----- Supplied entries
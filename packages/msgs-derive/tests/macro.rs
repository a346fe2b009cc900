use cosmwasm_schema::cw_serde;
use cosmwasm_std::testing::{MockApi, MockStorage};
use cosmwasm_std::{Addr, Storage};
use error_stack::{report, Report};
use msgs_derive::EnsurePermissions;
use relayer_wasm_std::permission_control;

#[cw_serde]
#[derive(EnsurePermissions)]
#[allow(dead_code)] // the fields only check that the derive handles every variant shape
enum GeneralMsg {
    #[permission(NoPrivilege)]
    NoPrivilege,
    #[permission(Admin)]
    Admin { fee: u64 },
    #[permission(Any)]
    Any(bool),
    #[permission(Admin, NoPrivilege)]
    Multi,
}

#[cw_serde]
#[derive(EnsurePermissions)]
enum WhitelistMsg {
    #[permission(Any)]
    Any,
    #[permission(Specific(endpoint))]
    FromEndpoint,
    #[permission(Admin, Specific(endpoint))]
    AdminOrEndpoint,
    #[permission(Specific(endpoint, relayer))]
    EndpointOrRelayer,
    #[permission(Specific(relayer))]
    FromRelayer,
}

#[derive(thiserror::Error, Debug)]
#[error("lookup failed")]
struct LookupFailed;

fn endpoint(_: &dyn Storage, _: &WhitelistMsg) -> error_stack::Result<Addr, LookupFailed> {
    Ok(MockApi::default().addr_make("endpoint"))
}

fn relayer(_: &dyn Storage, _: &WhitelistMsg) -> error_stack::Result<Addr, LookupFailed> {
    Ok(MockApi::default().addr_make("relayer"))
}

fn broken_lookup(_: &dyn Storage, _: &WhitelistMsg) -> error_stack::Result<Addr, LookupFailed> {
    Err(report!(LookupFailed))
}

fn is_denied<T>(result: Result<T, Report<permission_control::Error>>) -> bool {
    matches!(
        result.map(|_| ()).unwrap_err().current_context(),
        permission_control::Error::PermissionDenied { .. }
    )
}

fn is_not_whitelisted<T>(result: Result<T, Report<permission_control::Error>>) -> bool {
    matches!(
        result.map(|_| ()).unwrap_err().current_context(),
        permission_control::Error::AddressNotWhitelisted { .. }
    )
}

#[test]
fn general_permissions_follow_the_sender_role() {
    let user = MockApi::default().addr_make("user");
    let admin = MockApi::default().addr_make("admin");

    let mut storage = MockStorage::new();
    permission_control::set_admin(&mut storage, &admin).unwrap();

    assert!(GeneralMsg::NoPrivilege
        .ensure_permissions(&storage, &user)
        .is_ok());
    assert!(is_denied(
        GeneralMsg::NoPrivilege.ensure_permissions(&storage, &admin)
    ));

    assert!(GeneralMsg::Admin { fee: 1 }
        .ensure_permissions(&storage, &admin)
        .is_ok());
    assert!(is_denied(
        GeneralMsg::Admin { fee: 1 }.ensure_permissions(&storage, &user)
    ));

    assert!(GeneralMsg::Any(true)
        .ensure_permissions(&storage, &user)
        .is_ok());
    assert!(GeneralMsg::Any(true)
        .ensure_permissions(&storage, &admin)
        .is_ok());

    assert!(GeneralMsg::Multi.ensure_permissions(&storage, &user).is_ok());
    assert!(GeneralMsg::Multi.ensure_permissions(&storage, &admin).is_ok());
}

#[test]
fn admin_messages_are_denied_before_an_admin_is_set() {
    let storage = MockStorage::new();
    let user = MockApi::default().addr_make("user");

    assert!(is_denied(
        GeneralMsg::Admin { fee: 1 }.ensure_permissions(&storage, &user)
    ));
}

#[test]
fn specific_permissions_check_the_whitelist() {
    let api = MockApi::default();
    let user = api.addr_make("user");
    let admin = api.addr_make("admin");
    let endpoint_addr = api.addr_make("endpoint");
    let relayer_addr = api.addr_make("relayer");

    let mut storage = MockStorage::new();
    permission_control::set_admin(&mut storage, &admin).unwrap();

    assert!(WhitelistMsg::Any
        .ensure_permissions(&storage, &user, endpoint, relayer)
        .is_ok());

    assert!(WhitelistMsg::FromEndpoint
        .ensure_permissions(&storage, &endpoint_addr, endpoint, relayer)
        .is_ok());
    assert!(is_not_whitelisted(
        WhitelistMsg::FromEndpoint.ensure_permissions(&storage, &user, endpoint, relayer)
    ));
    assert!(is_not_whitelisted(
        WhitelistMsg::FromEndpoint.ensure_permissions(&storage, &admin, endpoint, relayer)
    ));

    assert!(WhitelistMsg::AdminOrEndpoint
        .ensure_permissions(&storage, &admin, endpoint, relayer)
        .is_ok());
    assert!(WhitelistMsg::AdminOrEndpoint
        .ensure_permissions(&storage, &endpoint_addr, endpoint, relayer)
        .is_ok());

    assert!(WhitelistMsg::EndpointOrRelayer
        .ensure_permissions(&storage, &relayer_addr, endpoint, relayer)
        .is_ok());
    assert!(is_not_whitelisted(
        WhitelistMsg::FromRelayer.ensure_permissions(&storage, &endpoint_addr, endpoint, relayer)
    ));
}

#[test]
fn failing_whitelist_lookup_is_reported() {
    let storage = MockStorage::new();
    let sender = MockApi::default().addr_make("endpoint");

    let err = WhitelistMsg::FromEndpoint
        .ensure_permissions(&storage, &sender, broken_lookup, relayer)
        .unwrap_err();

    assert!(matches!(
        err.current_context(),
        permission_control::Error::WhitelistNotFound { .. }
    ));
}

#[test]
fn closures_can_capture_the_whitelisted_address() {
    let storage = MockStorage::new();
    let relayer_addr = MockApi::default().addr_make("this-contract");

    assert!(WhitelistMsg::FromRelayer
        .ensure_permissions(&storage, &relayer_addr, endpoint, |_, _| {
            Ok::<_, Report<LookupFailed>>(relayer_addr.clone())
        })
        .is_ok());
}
----------
----- Supplied entries
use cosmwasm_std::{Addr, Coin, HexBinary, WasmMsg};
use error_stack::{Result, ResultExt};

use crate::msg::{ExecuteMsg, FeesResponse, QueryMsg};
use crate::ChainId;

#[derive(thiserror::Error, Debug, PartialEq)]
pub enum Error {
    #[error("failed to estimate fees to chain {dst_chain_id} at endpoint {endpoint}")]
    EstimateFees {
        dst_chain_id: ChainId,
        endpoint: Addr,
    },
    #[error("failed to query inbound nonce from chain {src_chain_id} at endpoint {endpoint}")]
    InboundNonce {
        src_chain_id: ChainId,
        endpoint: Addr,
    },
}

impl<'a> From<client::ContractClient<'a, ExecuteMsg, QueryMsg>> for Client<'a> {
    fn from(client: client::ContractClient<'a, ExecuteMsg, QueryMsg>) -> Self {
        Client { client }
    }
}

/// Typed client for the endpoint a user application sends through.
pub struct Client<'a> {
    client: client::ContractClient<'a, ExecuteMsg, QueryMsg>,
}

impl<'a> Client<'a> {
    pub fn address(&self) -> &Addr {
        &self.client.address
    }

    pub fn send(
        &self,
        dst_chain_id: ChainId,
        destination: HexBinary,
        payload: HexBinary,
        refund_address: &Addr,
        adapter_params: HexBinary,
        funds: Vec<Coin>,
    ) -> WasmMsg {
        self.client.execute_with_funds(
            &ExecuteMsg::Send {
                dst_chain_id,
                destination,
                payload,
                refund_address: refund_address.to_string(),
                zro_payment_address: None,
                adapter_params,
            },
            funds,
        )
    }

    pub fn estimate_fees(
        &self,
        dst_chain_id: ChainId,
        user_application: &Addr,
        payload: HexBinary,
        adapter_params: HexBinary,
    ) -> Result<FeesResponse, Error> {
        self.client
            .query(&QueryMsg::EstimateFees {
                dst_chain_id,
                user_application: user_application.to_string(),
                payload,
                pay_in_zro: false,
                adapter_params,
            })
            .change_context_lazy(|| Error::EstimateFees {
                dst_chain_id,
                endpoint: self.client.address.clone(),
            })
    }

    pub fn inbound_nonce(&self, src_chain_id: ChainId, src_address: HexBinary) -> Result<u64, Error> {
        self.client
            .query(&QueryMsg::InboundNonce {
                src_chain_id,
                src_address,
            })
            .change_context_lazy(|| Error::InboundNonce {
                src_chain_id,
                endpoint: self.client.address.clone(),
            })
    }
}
----------
§ Your instructions: Copy out each line of the data where the string "FromEndpoint" appears.

§ Solution for this problem:
    FromEndpoint,
    assert!(WhitelistMsg::FromEndpoint
        WhitelistMsg::FromEndpoint.ensure_permissions(&storage, &user, endpoint, relayer)
        WhitelistMsg::FromEndpoint.ensure_permissions(&storage, &admin, endpoint, relayer)
    let err = WhitelistMsg::FromEndpoint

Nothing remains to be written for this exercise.